Não confunda verdade com opinião. Mesmo que tenhamos conhecimento temporário sobre algo, um fato e a explicação deste são objetivos.
É fácil perceber como nos traímos, porque somos escravos de nossos desejos. Quantos não afirmam que a liberação das drogas não deu certo no Uruguai porque a taxa de crimes aumentou, mas ela diminuiu em Portugal. Ora, se aumenta em um país e diminuiu em outro parece evidente que a causa determinante não é a liberação da droga, as o ambiente em que o experimento foi feito.
Cidades europeias têm parques e nesses espaços, geralmente, há espaço para viciados se matarem aos poucos. Embora os países platinos como o Uruguai tenham espaços públicos semelhantes aos europeus, não se pode dizer o mesmo do comportamento nesses espaços públicos. Querer, p.ex., dizer que na Holanda “deu certo a liberação” é esquecer que se fuma maconha, mas nos cafés apropriados. Algo diferente de fumar enquanto dirige seu Uber, certo?
A seleção de dados que nos é conveniente e o método que nos favoreça em nossas crenças é regra geral para os seres humanos que se acham inteligentes porque não assumem a fragilidade de seu raciocínio.
Basicamente deve funcionar assim: quanto mais eu creio em algo, mais tenho que testá-lo. Quem o faz pra valer?
Socialistas latino-americanos são bons em dizer que “o socialismo deu certo porque a social-democracia é o melhor sistema e os europeus não querem destruí-lo”, mas esquecem de dizer que “socialistas” lá não são defensores do “socialismo” como tal apregoado por Karl Marx e sim um sistema que visa tributar o capitalismo para garantir benefícios sociais ao invés de constituir um estágio pós-revolucionário.
Mas se você acha que a ignorância é exclusiva do socialista se engana, os liberais também são patéticos quando falam de “social-democracia”. Primeiramente, isto é mais um rótulo que qualquer outra coisa. Basta uma pequena leitura de fontes originais para ver que as tais “social-democracias europeias” são muito mais liberais economicamente do que as sociedades latino-americanas.

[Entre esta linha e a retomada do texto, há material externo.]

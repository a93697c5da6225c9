// Copyright (c) 2025 Dimitris Kafetzis
//
// Licensed under the MIT License.
// See LICENSE file in the project root for full license information.
//
// SPDX-License-Identifier: MIT

//! Error types for memory management.

use crate::MemoryRegion;

/// Errors that can occur while acquiring scratch memory.
#[derive(Debug, thiserror::Error)]
pub enum MemoryError {
    /// The pool cannot satisfy the request.
    #[error("out of {region} memory: requested {requested_bytes} bytes, but only {available_bytes} available (budget: {budget_bytes})")]
    OutOfMemory {
        region: MemoryRegion,
        requested_bytes: usize,
        available_bytes: usize,
        budget_bytes: usize,
    },

    /// Attempted to acquire a zero-sized region.
    #[error("cannot allocate zero-sized buffer")]
    ZeroSizedAllocation,

    /// A size string could not be parsed.
    #[error("invalid size '{input}': expected a number followed by an optional suffix (K, M, G)")]
    InvalidSize { input: String },
}
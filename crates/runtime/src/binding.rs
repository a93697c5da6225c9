// Copyright (c) 2025 Dimitris Kafetzis
//
// Licensed under the MIT License.
// See LICENSE file in the project root for full license information.
//
// SPDX-License-Identifier: MIT

//! Copying a test sample into the session's input tensor.

use crate::RuntimeError;
use tensor_core::TensorViewMut;

/// Copies `data` into `view` after checking the byte lengths match.
///
/// On mismatch nothing is written.
pub fn bind_input(view: &mut TensorViewMut<'_>, data: &[u8]) -> Result<(), RuntimeError> {
    if view.bytes() != data.len() {
        return Err(RuntimeError::SizeMismatch {
            expected: view.bytes(),
            actual: data.len(),
        });
    }
    view.as_bytes_mut().copy_from_slice(data);
    Ok(())
}

/// Convenience wrapper for `f32` samples.
pub fn bind_input_f32(view: &mut TensorViewMut<'_>, data: &[f32]) -> Result<(), RuntimeError> {
    bind_input(view, bytemuck::cast_slice(data))
}
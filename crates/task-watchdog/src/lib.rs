// Copyright (c) 2025 Dimitris Kafetzis
//
// Licensed under the MIT License.
// See LICENSE file in the project root for full license information.
//
// SPDX-License-Identifier: MIT

//! # task-watchdog
//!
//! The process-wide liveness monitor a long blocking call has to step
//! around.
//!
//! # Key Components
//!
//! - [`Watchdog`]: the capability (`disable` / `enable(config)` /
//!   `is_enabled`) the benchmark runner is handed.
//! - [`WatchdogGuard`]: disables on construction and re-enables with the
//!   saved configuration on `restore()` or drop, so no exit path leaves
//!   the system unmonitored.
//! - [`TaskWatchdog`]: the host implementation, a monitor thread checking
//!   per-core feed times against [`WatchdogConfig::timeout_ms`].
//! - [`IdleFeeder`] and [`CoreClaim`]: periodic idle-context feeding, with
//!   busy cores skipped.
//!
//! # Example
//! ```
//! use task_watchdog::{TaskWatchdog, Watchdog, WatchdogConfig, WatchdogGuard};
//!
//! let cfg = WatchdogConfig { trigger_panic: false, ..Default::default() };
//! let mut wd = TaskWatchdog::start(&cfg).unwrap();
//!
//! let guard = WatchdogGuard::disable(&mut wd, cfg).unwrap();
//! // ... long blocking call ...
//! guard.restore().unwrap();
//! assert!(wd.is_enabled());
//! ```

mod config;
mod error;
mod feeder;
mod guard;
mod monitor;

pub use config::{CoreMask, WatchdogConfig, DEFAULT_TIMEOUT_MS, MAX_CORES};
pub use error::WatchdogError;
pub use feeder::{CoreClaim, IdleFeeder};
pub use guard::{Watchdog, WatchdogGuard};
pub use monitor::{FeedHandle, TaskWatchdog};
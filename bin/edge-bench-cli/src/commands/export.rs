// Copyright (c) 2025 Dimitris Kafetzis
//
// Licensed under the MIT License.
// See LICENSE file in the project root for full license information.
//
// SPDX-License-Identifier: MIT

//! `edge-bench export-demo`: write the built-in model, its test window and
//! a default configuration, ready for `run --model --input --config`.

use super::encode_f32_le;
use anyhow::Context;
use runtime::BenchmarkConfig;
use std::path::{Path, PathBuf};

pub const MODEL_FILE: &str = "har-cnn.safetensors";
pub const INPUT_FILE: &str = "window.f32";
pub const CONFIG_FILE: &str = "edge-bench.toml";

pub async fn execute(out_dir: PathBuf) -> anyhow::Result<()> {
    let written = export(&out_dir)?;
    for path in written {
        println!("  wrote {}", path.display());
    }
    Ok(())
}

fn export(out_dir: &Path) -> anyhow::Result<Vec<PathBuf>> {
    std::fs::create_dir_all(out_dir)
        .with_context(|| format!("failed to create '{}'", out_dir.display()))?;

    let model = out_dir.join(MODEL_FILE);
    runtime::demo::model_blob()?.write_to(&model)?;

    let input = out_dir.join(INPUT_FILE);
    std::fs::write(&input, encode_f32_le(&runtime::demo::test_vector()))?;

    let config = out_dir.join(CONFIG_FILE);
    std::fs::write(&config, BenchmarkConfig::default().to_toml()?)?;

    tracing::info!("demo exported to {}", out_dir.display());
    Ok(vec![model, input, config])
}

#[cfg(test)]
mod tests {
    use super::*;
    use crate::commands::{load_config, read_f32_file, ModelSource};
    use model_ir::ModelDescriptor;

    #[test]
    fn test_export_reads_back() {
        let dir = tempfile::tempdir().unwrap();
        let written = export(dir.path()).unwrap();
        assert_eq!(written.len(), 3);

        let source = ModelSource::open(Some(dir.path().join(MODEL_FILE))).unwrap();
        let model = ModelDescriptor::load(source.as_bytes()).unwrap();
        assert_eq!(model.graph().unwrap().num_nodes(), 5);

        let input = read_f32_file(&dir.path().join(INPUT_FILE)).unwrap();
        assert_eq!(input, runtime::demo::test_vector());

        let config = load_config(Some(&dir.path().join(CONFIG_FILE))).unwrap();
        assert_eq!(config, BenchmarkConfig::default());
    }
}
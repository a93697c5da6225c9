// Copyright (c) 2025 Dimitris Kafetzis
//
// Licensed under the MIT License.
// See LICENSE file in the project root for full license information.
//
// SPDX-License-Identifier: MIT

//! Benchmarks for the CNN kernels at the sizes the demo model uses.

use criterion::{black_box, criterion_group, criterion_main, Criterion};
use tensor_core::{
    conv2d, fully_connected, softmax, Activation, Conv2dParams, DType, Shape, Tensor,
};

fn ramp(shape: Shape) -> Tensor {
    let n = shape.num_elements();
    let values: Vec<f32> = (0..n).map(|i| ((i % 17) as f32 - 8.0) * 0.05).collect();
    Tensor::from_f32(shape, &values).unwrap()
}

fn bench_conv2d(c: &mut Criterion) {
    let input = ramp(Shape::nhwc(1, 40, 3, 1));
    let filter = ramp(Shape::nhwc(8, 3, 3, 1));
    let bias = ramp(Shape::vector(8));
    let params = Conv2dParams {
        activation: Activation::Relu,
        ..Default::default()
    };
    let mut out = Tensor::zeros(Shape::nhwc(1, 40, 3, 8), DType::F32);

    c.bench_function("conv2d_40x3x1_to_8", |b| {
        b.iter(|| {
            conv2d(
                black_box(&input.view()),
                &filter.view(),
                Some(&bias.view()),
                &params,
                &mut out.view_mut(),
            )
            .unwrap()
        })
    });
}

fn bench_fully_connected(c: &mut Criterion) {
    let input = ramp(Shape::matrix(1, 960));
    let weights = ramp(Shape::matrix(64, 960));
    let mut out = Tensor::zeros(Shape::matrix(1, 64), DType::F32);

    c.bench_function("fully_connected_960_to_64", |b| {
        b.iter(|| {
            fully_connected(
                black_box(&input.view()),
                &weights.view(),
                None,
                Activation::Relu,
                &mut out.view_mut(),
            )
            .unwrap()
        })
    });
}

fn bench_softmax(c: &mut Criterion) {
    let input = ramp(Shape::matrix(1, 5));
    let mut out = Tensor::zeros(Shape::matrix(1, 5), DType::F32);

    c.bench_function("softmax_5", |b| {
        b.iter(|| softmax(black_box(&input.view()), 1.0, &mut out.view_mut()).unwrap())
    });
}

criterion_group!(benches, bench_conv2d, bench_fully_connected, bench_softmax);
criterion_main!(benches);
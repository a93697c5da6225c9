// Copyright (c) 2025 Dimitris Kafetzis
//
// Licensed under the MIT License.
// See LICENSE file in the project root for full license information.
//
// SPDX-License-Identifier: MIT

//! `edge-bench run`: one timed inference on a dedicated task.
//!
//! ```text
//! main ── start watchdog + idle feeder ── spawn BenchmarkTask (core N)
//!                                              │ claim core, BenchmarkRunner::run
//! blocking worker ── join ◄────────────────────┘
//! ```

use super::{load_config, read_f32_file, ModelSource};
use anyhow::Context;
use clap::Args;
use memory_manager::MemoryPool;
use model_ir::register_supported_ops;
use runtime::{spawn_pinned, BenchmarkConfig, BenchmarkReport, BenchmarkRunner, RuntimeError, TaskSpec};
use std::path::PathBuf;
use task_watchdog::{IdleFeeder, TaskWatchdog};

#[derive(Debug, Args)]
pub struct RunArgs {
    /// Model file. Defaults to the built-in model.
    #[arg(short, long)]
    pub model: Option<PathBuf>,

    /// Raw little-endian f32 input. Defaults to the built-in test window.
    #[arg(short, long)]
    pub input: Option<PathBuf>,

    /// Scratch arena size (e.g. "700K").
    #[arg(short, long)]
    pub arena_size: Option<String>,

    /// Arena planner: greedy or linear.
    #[arg(short, long)]
    pub planner: Option<String>,

    /// Core the benchmark task is pinned to.
    #[arg(long)]
    pub core: Option<usize>,

    /// Timed passes inside the watchdog window.
    #[arg(short = 'n', long)]
    pub iterations: Option<usize>,

    /// Print the report as JSON instead of text.
    #[arg(long)]
    pub json: bool,
}

impl RunArgs {
    fn apply(&self, config: &mut BenchmarkConfig) {
        if let Some(size) = &self.arena_size {
            config.arena_size = size.clone();
        }
        if let Some(planner) = &self.planner {
            config.planner = planner.clone();
        }
        if let Some(core) = self.core {
            config.task.core = core;
        }
        if let Some(n) = self.iterations {
            config.iterations = n;
        }
    }
}

pub async fn execute(config_path: Option<PathBuf>, args: RunArgs) -> anyhow::Result<()> {
    let mut config = load_config(config_path.as_deref())?;
    args.apply(&mut config);
    config.validate()?;

    let model = ModelSource::open(args.model.clone())?;
    let sample = match &args.input {
        Some(path) => read_f32_file(path)?,
        None => runtime::demo::test_vector(),
    };
    tracing::info!(
        model = %model.label(),
        inputs = sample.len(),
        "benchmark configured: arena {}, planner {}, {}",
        config.arena_size,
        config.planner,
        config.watchdog
    );

    let pool = MemoryPool::external(config.parse_external_pool_size()?);
    let watchdog = TaskWatchdog::start(&config.watchdog).context("failed to start task watchdog")?;
    let feeder = IdleFeeder::start(
        watchdog.feed_handle(),
        config.watchdog.monitored_cores,
        config.watchdog.timeout() / 4,
    )?;

    let core = config.task.core;
    let claim = if config.watchdog.monitored_cores.contains(core) {
        Some(feeder.claim(core)?)
    } else {
        tracing::warn!("core {core} is not monitored by the task watchdog");
        None
    };

    let spec = TaskSpec::from(&config.task);
    let handle = spawn_pinned(&spec, move || -> Result<BenchmarkReport, RuntimeError> {
        let _claim = claim;
        let mut watchdog = watchdog;
        let registry = register_supported_ops()?;
        let mut runner = BenchmarkRunner::new(config, &mut watchdog);
        runner.run(model.as_bytes(), &pool, &registry, &sample)
    })?;

    let outcome = tokio::task::spawn_blocking(move || handle.join())
        .await
        .context("benchmark join worker failed")??;
    feeder.stop();

    let report = outcome?;
    if args.json {
        println!("{}", serde_json::to_string_pretty(&report)?);
    } else {
        println!("\n\n{report}\n");
    }
    Ok(())
}
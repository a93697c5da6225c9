// Copyright (c) 2025 Dimitris Kafetzis
//
// Licensed under the MIT License.
// See LICENSE file in the project root for full license information.
//
// SPDX-License-Identifier: MIT

//! Tensor shape descriptors and dimension utilities.

use std::fmt;

/// Describes the dimensionality of a [`crate::Tensor`].
///
/// Shapes are immutable once created and provide convenience methods for
/// computing strides, total element counts, and NHWC accessors.
///
/// Serializes as a bare list of dimensions, e.g. `[1, 40, 3, 1]`.
#[derive(Debug, Clone, PartialEq, Eq, Hash, serde::Serialize, serde::Deserialize)]
#[serde(transparent)]
pub struct Shape {
    dims: Vec<usize>,
}

impl Shape {
    /// Creates a new shape from the given dimensions.
    ///
    /// # Examples
    /// ```
    /// use tensor_core::Shape;
    /// let s = Shape::new(vec![2, 3, 4]);
    /// assert_eq!(s.rank(), 3);
    /// assert_eq!(s.num_elements(), 24);
    /// ```
    pub fn new(dims: Vec<usize>) -> Self {
        Self { dims }
    }

    /// Creates a scalar shape (rank 0).
    pub fn scalar() -> Self {
        Self { dims: vec![] }
    }

    /// Creates a 1-D shape.
    pub fn vector(len: usize) -> Self {
        Self { dims: vec![len] }
    }

    /// Creates a 2-D shape (matrix).
    pub fn matrix(rows: usize, cols: usize) -> Self {
        Self {
            dims: vec![rows, cols],
        }
    }

    /// Creates a rank-4 NHWC shape (batch, height, width, channels).
    pub fn nhwc(n: usize, h: usize, w: usize, c: usize) -> Self {
        Self {
            dims: vec![n, h, w, c],
        }
    }

    /// Returns the number of dimensions (rank).
    pub fn rank(&self) -> usize {
        self.dims.len()
    }

    /// Returns the total number of elements.
    ///
    /// For a scalar shape (rank 0), returns 1. Shapes read from a model
    /// manifest must pass [`Shape::checked_size_bytes`] before this is
    /// called; the product is not overflow-checked.
    pub fn num_elements(&self) -> usize {
        self.dims.iter().product()
    }

    /// Returns the total number of elements, or `None` if it overflows.
    pub fn checked_num_elements(&self) -> Option<usize> {
        self.dims.iter().try_fold(1usize, |acc, &d| acc.checked_mul(d))
    }

    /// Returns the dimensions as a slice.
    pub fn dims(&self) -> &[usize] {
        &self.dims
    }

    /// Returns the size of a specific dimension, or `None` if out of bounds.
    pub fn dim(&self, index: usize) -> Option<usize> {
        self.dims.get(index).copied()
    }

    /// Computes the memory footprint in bytes for a given [`crate::DType`].
    pub fn size_bytes(&self, dtype: super::DType) -> usize {
        self.num_elements() * dtype.size_bytes()
    }

    /// Like [`Shape::size_bytes`], but `None` if the byte count overflows.
    pub fn checked_size_bytes(&self, dtype: super::DType) -> Option<usize> {
        self.checked_num_elements()?.checked_mul(dtype.size_bytes())
    }

    /// Computes row-major (C-order) strides for this shape.
    ///
    /// The stride for dimension `i` is the number of elements to skip
    /// in the flat buffer to advance one step along that dimension.
    pub fn strides(&self) -> Vec<usize> {
        let rank = self.dims.len();
        if rank == 0 {
            return vec![];
        }
        let mut strides = vec![0usize; rank];
        strides[rank - 1] = 1;
        for i in (0..rank - 1).rev() {
            strides[i] = strides[i + 1] * self.dims[i + 1];
        }
        strides
    }

    /// Interprets a rank-4 shape as NHWC and returns `(n, h, w, c)`.
    pub fn as_nhwc(&self) -> Option<(usize, usize, usize, usize)> {
        match self.dims.as_slice() {
            &[n, h, w, c] => Some((n, h, w, c)),
            _ => None,
        }
    }
}

impl fmt::Display for Shape {
    fn fmt(&self, f: &mut fmt::Formatter<'_>) -> fmt::Result {
        write!(f, "[")?;
        for (i, d) in self.dims.iter().enumerate() {
            if i > 0 {
                write!(f, ", ")?;
            }
            write!(f, "{d}")?;
        }
        write!(f, "]")
    }
}

/// Convenience: `Shape::from(vec![2, 3])`.
impl From<Vec<usize>> for Shape {
    fn from(dims: Vec<usize>) -> Self {
        Self::new(dims)
    }
}

/// Convenience: `Shape::from(&[2, 3][..])`.
impl From<&[usize]> for Shape {
    fn from(dims: &[usize]) -> Self {
        Self::new(dims.to_vec())
    }
}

Se for manter benefícios aos militares, isso é votado na Suíça; se for criar um sistema público de saúde ou apenas expandi-lo, isso pode ser negado através de plebiscito na mesma Suíça; se for definir o que será gasto no orçamento municipal (eu disse municipal e não, nacional), isto será votado na Suécia ou outro país com organização similar. Esse negócio de “orçamento vinculado” não é praxe e o que é corriqueiro hoje pode não mais exister amanhã. Enquanto isso, liberais tupiniquins desinformados que são acham que a social-democracia é uma forma de socialismo amainado. E pior, no maior contrasenso dizem que só têm riqueza porque antes foram mais liberais e conseguiram acumular capital. Ou seja, se comportam como aquele sujeito que acha que a riqueza é estática e quem hoje é rico só o é porque seus antepassados acumularam, como se estes patrimônios não fossem facilmente dizimados no nosso mundo de hoje.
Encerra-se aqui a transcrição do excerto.